Dataset entries:
--------------------------------

//! tgbridge — supervisor binary.
//!
//! Starts the Telegram dispatcher and the hook API concurrently and tears
//! both down when either dies, on an OS signal, or on `/shutdown confirm`.

use anyhow::{Context, Result};
use clap::Parser;
use std::net::SocketAddr;
use std::path::PathBuf;
use std::sync::Arc;
use tgbridge::config::Config;
use tgbridge::http::{self, AppState};
use tgbridge::state::BridgeState;
use tgbridge::telegram::{self, TelegramBridge};
use tokio_util::sync::CancellationToken;
use tracing_subscriber::EnvFilter;

/// Claude Code ↔ Telegram approval bridge
#[derive(Parser, Debug)]
#[command(name = "tgbridge")]
#[command(version, about, long_about = None)]
struct Cli {
    /// Configuration file path
    #[arg(short, long, env = "TGBRIDGE_CONFIG", default_value = "config/config.json")]
    config: PathBuf,

    /// Enable debug logging
    #[arg(short, long)]
    debug: bool,
}

#[tokio::main]
async fn main() {
    let cli = Cli::parse();

    let default_filter = if cli.debug { "tgbridge=debug,info" } else { "info" };
    tracing_subscriber::fmt()
        .with_env_filter(
            EnvFilter::try_from_default_env().unwrap_or_else(|_| EnvFilter::new(default_filter)),
        )
        .init();

    let config = match Config::load(&cli.config) {
        Ok(config) => config,
        Err(e) => {
            eprintln!("❌ {e:#}");
            std::process::exit(1);
        }
    };

    if let Err(e) = run(config).await {
        tracing::error!("Bridge failed: {:#}", e);
        std::process::exit(1);
    }
}

async fn run(config: Config) -> Result<()> {
    let state = Arc::new(BridgeState::new());
    let telegram = Arc::new(TelegramBridge::new(config.telegram_chat_id));
    let shutdown = CancellationToken::new();

    // ── Telegram side ─────────────────────────────────────────────────────
    let telegram_task = telegram::start(
        config.telegram_bot_token.clone(),
        state.clone(),
        telegram.clone(),
        shutdown.clone(),
    );

    // ── Hook API ──────────────────────────────────────────────────────────
    let app = http::build_router(AppState {
        bridge: state.clone(),
        telegram: telegram.clone(),
        default_timeout_secs: config.approval_timeout_seconds,
    });
    let addr: SocketAddr = format!("{}:{}", config.bridge_host, config.bridge_port)
        .parse()
        .with_context(|| {
            format!("invalid bridge address {}:{}", config.bridge_host, config.bridge_port)
        })?;
    let listener = tokio::net::TcpListener::bind(addr)
        .await
        .with_context(|| format!("failed to bind hook API to {}", addr))?;
    tracing::info!("🌐 Bridge API starting on http://{}", addr);

    let http_task = tokio::spawn({
        let shutdown = shutdown.clone();
        async move {
            let result = axum::serve(listener, app)
                .with_graceful_shutdown(shutdown.clone().cancelled_owned())
                .await;
            if let Err(e) = result {
                tracing::error!("Hook API server error: {}", e);
            }
            // In-flight requests are drained by now; make sure the chat side
            // follows if the server died on its own.
            shutdown.cancel();
        }
    });

    // ── Wait for a shutdown cause ─────────────────────────────────────────
    // Both tasks cancel the token themselves when they die, so either
    // server going down (or `/shutdown confirm`) is observed here.
    tokio::select! {
        _ = shutdown.cancelled() => {}
        _ = shutdown_signal() => {
            tracing::info!("Termination signal received, shutting down");
            shutdown.cancel();
        }
    }

    // Pending approval latches are dropped with the state; their HTTP
    // callers observe a timeout on their side.
    let _ = tokio::join!(telegram_task, http_task);
    tracing::info!("Bridge stopped");
    Ok(())
}

async fn shutdown_signal() {
    #[cfg(unix)]
    {
        use tokio::signal::unix::{signal, SignalKind};
        match signal(SignalKind::terminate()) {
            Ok(mut sigterm) => {
                tokio::select! {
                    _ = tokio::signal::ctrl_c() => {}
                    _ = sigterm.recv() => {}
                }
            }
            Err(e) => {
                tracing::warn!("Could not install SIGTERM handler: {}", e);
                let _ = tokio::signal::ctrl_c().await;
            }
        }
    }
    #[cfg(not(unix))]
    {
        let _ = tokio::signal::ctrl_c().await;
    }
}
//! Configuration Module
//!
//! Loads and validates the bridge configuration from a JSON document.

use anyhow::{Context, Result};
use serde::Deserialize;
use std::fs;
use std::path::Path;

/// Bridge configuration.
///
/// Only the bot token and the operator chat id are required; everything else
/// falls back to loopback defaults.
#[derive(Debug, Clone, Deserialize)]
pub struct Config {
    /// Telegram bot token from @BotFather
    pub telegram_bot_token: String,

    /// Chat id of the sole authorized operator
    pub telegram_chat_id: i64,

    /// Bind address for the hook API (default: "127.0.0.1")
    #[serde(default = "default_bridge_host")]
    pub bridge_host: String,

    /// Bind port for the hook API (default: 7888)
    #[serde(default = "default_bridge_port")]
    pub bridge_port: u16,

    /// Default `/approve` timeout when the hook does not send one (default: 300)
    #[serde(default = "default_approval_timeout")]
    pub approval_timeout_seconds: u64,
}

fn default_bridge_host() -> String {
    "127.0.0.1".to_string()
}

fn default_bridge_port() -> u16 {
    7888
}

fn default_approval_timeout() -> u64 {
    300
}

impl Config {
    /// Load configuration from `path`.
    ///
    /// A missing file is fatal: the caller is expected to print the error and
    /// exit non-zero, and the message tells the user to copy the example.
    pub fn load<P: AsRef<Path>>(path: P) -> Result<Self> {
        let path = path.as_ref();
        if !path.exists() {
            anyhow::bail!(
                "config file not found: {}\n   Copy config/config.example.json → {} and fill in your values.",
                path.display(),
                path.display()
            );
        }

        tracing::debug!("Loading configuration from: {:?}", path);
        let content = fs::read_to_string(path)
            .with_context(|| format!("failed to read config file {}", path.display()))?;
        let config: Config = serde_json::from_str(&content)
            .with_context(|| format!("invalid JSON in config file {}", path.display()))?;
        Ok(config)
    }
}

#[cfg(test)]
mod tests {
    use super::*;
    use std::io::Write;

    #[test]
    fn loads_full_config() {
        let mut f = tempfile::NamedTempFile::new().expect("tempfile");
        write!(
            f,
            r#"{{"telegram_bot_token": "123:abc", "telegram_chat_id": 42,
                "bridge_host": "0.0.0.0", "bridge_port": 9999,
                "approval_timeout_seconds": 60}}"#
        )
        .expect("write");

        let config = Config::load(f.path()).expect("load");
        assert_eq!(config.telegram_bot_token, "123:abc");
        assert_eq!(config.telegram_chat_id, 42);
        assert_eq!(config.bridge_host, "0.0.0.0");
        assert_eq!(config.bridge_port, 9999);
        assert_eq!(config.approval_timeout_seconds, 60);
    }

    #[test]
    fn applies_defaults_for_optional_keys() {
        let mut f = tempfile::NamedTempFile::new().expect("tempfile");
        write!(f, r#"{{"telegram_bot_token": "123:abc", "telegram_chat_id": 42}}"#).expect("write");

        let config = Config::load(f.path()).expect("load");
        assert_eq!(config.bridge_host, "127.0.0.1");
        assert_eq!(config.bridge_port, 7888);
        assert_eq!(config.approval_timeout_seconds, 300);
    }

    #[test]
    fn missing_file_error_mentions_example() {
        let err = Config::load("/nonexistent/config.json").expect_err("should fail");
        assert!(err.to_string().contains("config.example.json"));
    }

    #[test]
    fn missing_required_key_fails() {
        let mut f = tempfile::NamedTempFile::new().expect("tempfile");
        write!(f, r#"{{"telegram_bot_token": "123:abc"}}"#).expect("write");
        assert!(Config::load(f.path()).is_err());
    }
}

--------------------------------

> [To do] With the first line being the one containing "one (default: 300)" and the last line the one containing "let content = fs::read_to_string(path)", transcribe exactly the lines above that fall in that range.

> [Result for this task]
    /// Default `/approve` timeout when the hook does not send one (default: 300)
    #[serde(default = "default_approval_timeout")]
    pub approval_timeout_seconds: u64,
}

fn default_bridge_host() -> String {
    "127.0.0.1".to_string()
}

fn default_bridge_port() -> u16 {
    7888
}

fn default_approval_timeout() -> u64 {
    300
}

impl Config {
    /// Load configuration from `path`.
    ///
    /// A missing file is fatal: the caller is expected to print the error and
    /// exit non-zero, and the message tells the user to copy the example.
    pub fn load<P: AsRef<Path>>(path: P) -> Result<Self> {
        let path = path.as_ref();
        if !path.exists() {
            anyhow::bail!(
                "config file not found: {}\n   Copy config/config.example.json → {} and fill in your values.",
                path.display(),
                path.display()
            );
        }

        tracing::debug!("Loading configuration from: {:?}", path);
        let content = fs::read_to_string(path)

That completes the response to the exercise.